> **What the exercise asks**
Scan the lines below; pull out those with "short".

> **Record set**
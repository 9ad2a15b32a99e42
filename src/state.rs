//! Owned ranking state
//!
//! Holds the player table, the chronologically ordered match history and the
//! teammate/opponent ledger. Every rating change goes through
//! [`RankingState::compute_match`], exactly once per match.

use std::collections::BTreeMap;
use std::sync::Arc;
use tracing::{debug, info};

use crate::config::rating::EloConfig;
use crate::error::{RankingError, Result};
use crate::metrics::EngineMetrics;
use crate::rating::{EloCalculator, Lineup, RatingCalculator};
use crate::relations::RelationLedger;
use crate::stats::{get_player_stats, PlayerStats};
use crate::types::{Match, MatchRating, Player, PlayerId, Side};

/// Players, match history and relationship counts of one league
pub struct RankingState {
    players: BTreeMap<PlayerId, Player>,
    matches: Vec<Match>,
    relations: RelationLedger,
    calculator: Box<dyn RatingCalculator>,
    metrics: Option<Arc<EngineMetrics>>,
}

impl RankingState {
    /// Create an empty state rated by the given calculator
    pub fn new(calculator: Box<dyn RatingCalculator>) -> Self {
        Self {
            players: BTreeMap::new(),
            matches: Vec::new(),
            relations: RelationLedger::new(),
            calculator,
            metrics: None,
        }
    }

    /// Create an empty state using the Elo calculator
    pub fn with_config(config: EloConfig) -> Result<Self> {
        Ok(Self::new(Box::new(EloCalculator::new(config)?)))
    }

    /// Attach metrics recorded on every computed match
    pub fn with_metrics(mut self, metrics: Arc<EngineMetrics>) -> Self {
        self.metrics = Some(metrics);
        self
    }

    /// Build a state from seed players and a match history, replaying every
    /// match oldest first
    pub fn from_history(
        calculator: Box<dyn RatingCalculator>,
        players: Vec<Player>,
        matches: Vec<Match>,
    ) -> Result<Self> {
        let mut state = Self::new(calculator);
        for player in players {
            state.add_player(player)?;
        }
        state.matches = matches;
        state.recompute()?;
        Ok(state)
    }

    /// Add a seed player
    ///
    /// The player is reset to its `start_elo` with empty counters; ratings
    /// and counters only ever come from matches computed by this state.
    pub fn add_player(&mut self, mut player: Player) -> Result<()> {
        if self.players.contains_key(&player.id) {
            return Err(RankingError::DuplicatePlayer {
                player_id: player.id,
            }
            .into());
        }
        player.reset();
        self.players.insert(player.id, player);
        Ok(())
    }

    /// Register a new player at the calculator's initial rating
    pub fn register_player(&mut self, name: &str, defence: f64) -> PlayerId {
        let id = self.players.keys().next_back().map(|id| id + 1).unwrap_or(1);
        let player = Player::new(id, name, self.calculator.initial_rating(), defence);
        info!("Registered player {} ({})", player.name, id);
        self.players.insert(id, player);
        id
    }

    pub fn player(&self, id: PlayerId) -> Option<&Player> {
        self.players.get(&id)
    }

    pub fn players(&self) -> impl Iterator<Item = &Player> {
        self.players.values()
    }

    pub fn player_count(&self) -> usize {
        self.players.len()
    }

    /// Statistics snapshot of one player replayed from the stored history
    pub fn player_stats(&self, id: PlayerId) -> Result<PlayerStats> {
        get_player_stats(id, &self.matches, &self.players)
    }

    /// Match history, oldest first
    pub fn matches(&self) -> &[Match] {
        &self.matches
    }

    pub fn relations(&self) -> &RelationLedger {
        &self.relations
    }

    /// Rate a match and apply it to its four players
    ///
    /// Populates `record.rating`. Fails without touching any player when a
    /// participant is unknown or the match was already rated.
    pub fn compute_match(&mut self, record: &mut Match) -> Result<MatchRating> {
        record.validate_players()?;
        if record.rating.is_some() {
            return Err(RankingError::InvalidMatch {
                reason: format!("match {} has already been rated", record.id),
            }
            .into());
        }

        let team_a = self.lineup(record, Side::A)?;
        let team_b = self.lineup(record, Side::B)?;
        let rating = self.calculator.rate(&team_a, &team_b, record.score);

        debug!(
            "Match {} {}-{}: expected [{:.3}, {:.3}], delta [{:.2}, {:.2}]",
            record.id,
            record.score[0],
            record.score[1],
            rating.expected_score[0],
            rating.expected_score[1],
            rating.delta_elo[0],
            rating.delta_elo[1]
        );

        record.rating = Some(rating.clone());
        self.apply(record, &rating);

        if let Some(metrics) = &self.metrics {
            metrics.record_match(self.calculator.is_rated_score(record.score));
        }

        Ok(rating)
    }

    /// Rate a new match and append it to the history
    pub fn record_match(&mut self, mut record: Match) -> Result<&Match> {
        if let Some(last) = self.matches.last() {
            if record.created_at < last.created_at {
                return Err(RankingError::InvalidMatch {
                    reason: format!("match {} is older than the latest recorded match", record.id),
                }
                .into());
            }
        }

        self.compute_match(&mut record)?;
        self.matches.push(record);
        Ok(&self.matches[self.matches.len() - 1])
    }

    /// Reset every player to its seed and replay the full history
    pub fn recompute(&mut self) -> Result<()> {
        for player in self.players.values_mut() {
            player.reset();
        }
        self.relations.clear();

        let mut matches = std::mem::take(&mut self.matches);
        matches.sort_by_key(|record| record.created_at);

        for record in matches.iter_mut() {
            record.rating = None;
        }
        let replayed = matches
            .iter_mut()
            .try_for_each(|record| self.compute_match(record).map(|_| ()));
        self.matches = matches;
        replayed?;

        info!(
            "Replayed {} matches for {} players",
            self.matches.len(),
            self.players.len()
        );
        Ok(())
    }

    fn lineup(&self, record: &Match, side: Side) -> Result<Lineup> {
        let team = record.team(side);
        Ok(Lineup::new(
            self.require(team.defence)?,
            self.require(team.attack)?,
        ))
    }

    fn require(&self, id: PlayerId) -> Result<&Player> {
        self.players
            .get(&id)
            .ok_or_else(|| RankingError::PlayerNotFound { player_id: id }.into())
    }

    fn apply(&mut self, record: &Match, rating: &MatchRating) {
        let winner = record.winner();

        for side in [Side::A, Side::B] {
            let team = *record.team(side);
            let delta = rating.delta_elo[side.index()];
            let goals_for = record.score[side.index()];
            let goals_against = record.score[side.opposite().index()];

            for (id, is_defender) in [(team.defence, true), (team.attack, false)] {
                if let Some(player) = self.players.get_mut(&id) {
                    player.elo += delta;
                    player.best_elo = player.best_elo.max(player.elo);
                    player.matches += 1;
                    if is_defender {
                        player.matches_as_defender += 1;
                    } else {
                        player.matches_as_attacker += 1;
                    }
                    if winner == Some(side) {
                        player.wins += 1;
                    }
                    player.goals_for += goals_for;
                    player.goals_against += goals_against;
                    player.matches_delta.push(delta);
                }
            }

            self.relations.record_teammates(team.defence, team.attack, delta);
        }

        for a in record.team_a.members() {
            for b in record.team_b.members() {
                self.relations.record_opponents(a, b);
            }
        }
    }
}

#[cfg(test)]
mod tests {
    use super::*;
    use crate::types::Team;
    use chrono::Duration;

    fn four_players() -> RankingState {
        let mut state = RankingState::with_config(EloConfig::default()).unwrap();
        state.add_player(Player::new(1, "P1", 1200.0, 0.5)).unwrap();
        state.add_player(Player::new(2, "P2", 1100.0, 0.5)).unwrap();
        state.add_player(Player::new(3, "P3", 1000.0, 0.5)).unwrap();
        state.add_player(Player::new(4, "P4", 900.0, 0.5)).unwrap();
        state
    }

    #[test]
    fn test_compute_match_updates_players() {
        let mut state = four_players();
        let mut record = Match::new(Team::new(1, 2), Team::new(3, 4), [8, 2]).unwrap();

        let rating = state.compute_match(&mut record).unwrap();
        assert!(rating.delta_elo[0] > 0.0);
        assert!(rating.delta_elo[1] < 0.0);
        assert_eq!(record.rating.as_ref(), Some(&rating));

        let p1 = state.player(1).unwrap();
        assert_eq!(p1.elo, 1200.0 + rating.delta_elo[0]);
        assert_eq!(p1.best_elo, p1.elo);
        assert_eq!(p1.matches, 1);
        assert_eq!(p1.matches_as_defender, 1);
        assert_eq!(p1.wins, 1);
        assert_eq!(p1.goals_for, 8);
        assert_eq!(p1.goals_against, 2);
        assert_eq!(p1.matches_delta, vec![rating.delta_elo[0]]);

        let p4 = state.player(4).unwrap();
        assert_eq!(p4.matches_as_attacker, 1);
        assert_eq!(p4.wins, 0);
        assert_eq!(p4.losses(), 1);
        assert_eq!(p4.best_elo, 900.0);
    }

    #[test]
    fn test_compute_match_updates_relations() {
        let mut state = four_players();
        let mut record = Match::new(Team::new(1, 2), Team::new(3, 4), [8, 2]).unwrap();
        let rating = state.compute_match(&mut record).unwrap();

        let relations = state.relations();
        assert_eq!(relations.teammate_count(2, 1), 1);
        assert_eq!(relations.teammate_delta(1, 2), rating.delta_elo[0]);
        assert_eq!(relations.teammate_count(1, 3), 0);
        for (a, b) in [(1, 3), (1, 4), (2, 3), (2, 4)] {
            assert_eq!(relations.opponent_count(b, a), 1);
        }
        assert_eq!(relations.opponent_pairs(), 4);
        assert_eq!(relations.teammate_pairs(), 2);
    }

    #[test]
    fn test_unknown_player_is_fatal_and_mutates_nothing() {
        let mut state = four_players();
        let mut record = Match::new(Team::new(1, 2), Team::new(3, 99), [8, 2]).unwrap();

        let err = state.compute_match(&mut record).unwrap_err();
        assert!(err.to_string().contains("99"));
        assert!(record.rating.is_none());
        assert_eq!(state.player(1).unwrap().matches, 0);
        assert_eq!(state.relations().teammate_pairs(), 0);
    }

    #[test]
    fn test_match_cannot_be_rated_twice() {
        let mut state = four_players();
        let mut record = Match::new(Team::new(1, 2), Team::new(3, 4), [8, 2]).unwrap();
        state.compute_match(&mut record).unwrap();
        assert!(state.compute_match(&mut record).is_err());
        assert_eq!(state.player(1).unwrap().matches, 1);
    }

    #[test]
    fn test_add_player_discards_stored_counters() {
        let mut state = RankingState::with_config(EloConfig::default()).unwrap();
        let mut stale = Player::new(1, "P1", 1000.0, 0.5);
        stale.elo = 1500.0;
        stale.best_elo = 1500.0;
        stale.matches = 2;
        stale.wins = 5;
        stale.matches_delta = vec![250.0, 250.0];
        state.add_player(stale).unwrap();

        let p1 = state.player(1).unwrap();
        assert_eq!(p1.elo, 1000.0);
        assert_eq!(p1.best_elo, 1000.0);
        assert_eq!(p1.matches, 0);
        assert_eq!(p1.losses(), 0);
        assert!(p1.matches_delta.is_empty());
    }

    #[test]
    fn test_frozen_metric_follows_goal_threshold() {
        let metrics = Arc::new(EngineMetrics::new().unwrap());
        let mut state = RankingState::with_config(EloConfig::default())
            .unwrap()
            .with_metrics(metrics.clone());
        for id in 1..=4 {
            state
                .add_player(Player::new(id, format!("P{}", id), 1000.0, 0.5))
                .unwrap();
        }

        // Even teams drawing 8-8 rate to a zero delta but pass the threshold
        let mut level = Match::new(Team::new(1, 2), Team::new(3, 4), [8, 6]).unwrap();
        level.score = [8, 8];
        let rating = state.compute_match(&mut level).unwrap();
        assert_eq!(rating.delta_elo, [0.0, 0.0]);
        assert_eq!(metrics.matches_frozen_total.get(), 0);

        let mut short = Match::new(Team::new(1, 3), Team::new(2, 4), [3, 1]).unwrap();
        state.compute_match(&mut short).unwrap();
        assert_eq!(metrics.matches_rated_total.get(), 2);
        assert_eq!(metrics.matches_frozen_total.get(), 1);
    }

    #[test]
    fn test_duplicate_player_rejected() {
        let mut state = four_players();
        assert!(state.add_player(Player::new(2, "again", 1000.0, 0.5)).is_err());
    }

    #[test]
    fn test_register_player_assigns_next_id() {
        let mut state = four_players();
        let id = state.register_player("Newcomer", 0.3);
        assert_eq!(id, 5);
        assert_eq!(state.player(5).unwrap().elo, 1000.0);

        let mut empty = RankingState::with_config(EloConfig::default()).unwrap();
        assert_eq!(empty.register_player("First", 0.5), 1);
    }

    #[test]
    fn test_record_match_rejects_out_of_order() {
        let mut state = four_players();
        let first = Match::new(Team::new(1, 2), Team::new(3, 4), [8, 2]).unwrap();
        let mut older = Match::new(Team::new(1, 3), Team::new(2, 4), [8, 6]).unwrap();
        older.created_at = first.created_at - Duration::minutes(5);

        state.record_match(first).unwrap();
        assert!(state.record_match(older).is_err());
        assert_eq!(state.matches().len(), 1);
    }

    #[test]
    fn test_recompute_matches_incremental() {
        let mut state = four_players();
        let lineups = [
            (Team::new(1, 2), Team::new(3, 4), [8, 2]),
            (Team::new(3, 1), Team::new(4, 2), [5, 8]),
            (Team::new(2, 4), Team::new(1, 3), [8, 7]),
            (Team::new(4, 1), Team::new(2, 3), [3, 1]),
        ];
        for (a, b, score) in lineups {
            state.record_match(Match::new(a, b, score).unwrap()).unwrap();
        }

        let before: Vec<Player> = state.players().cloned().collect();
        let before_relations = state.relations().clone();
        state.recompute().unwrap();
        let after: Vec<Player> = state.players().cloned().collect();

        assert_eq!(before, after);
        assert_eq!(&before_relations, state.relations());
    }
}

> **Result of this exercise**
        let mut short = Match::new(Team::new(1, 3), Team::new(2, 4), [3, 1]).unwrap();
        state.compute_match(&mut short).unwrap();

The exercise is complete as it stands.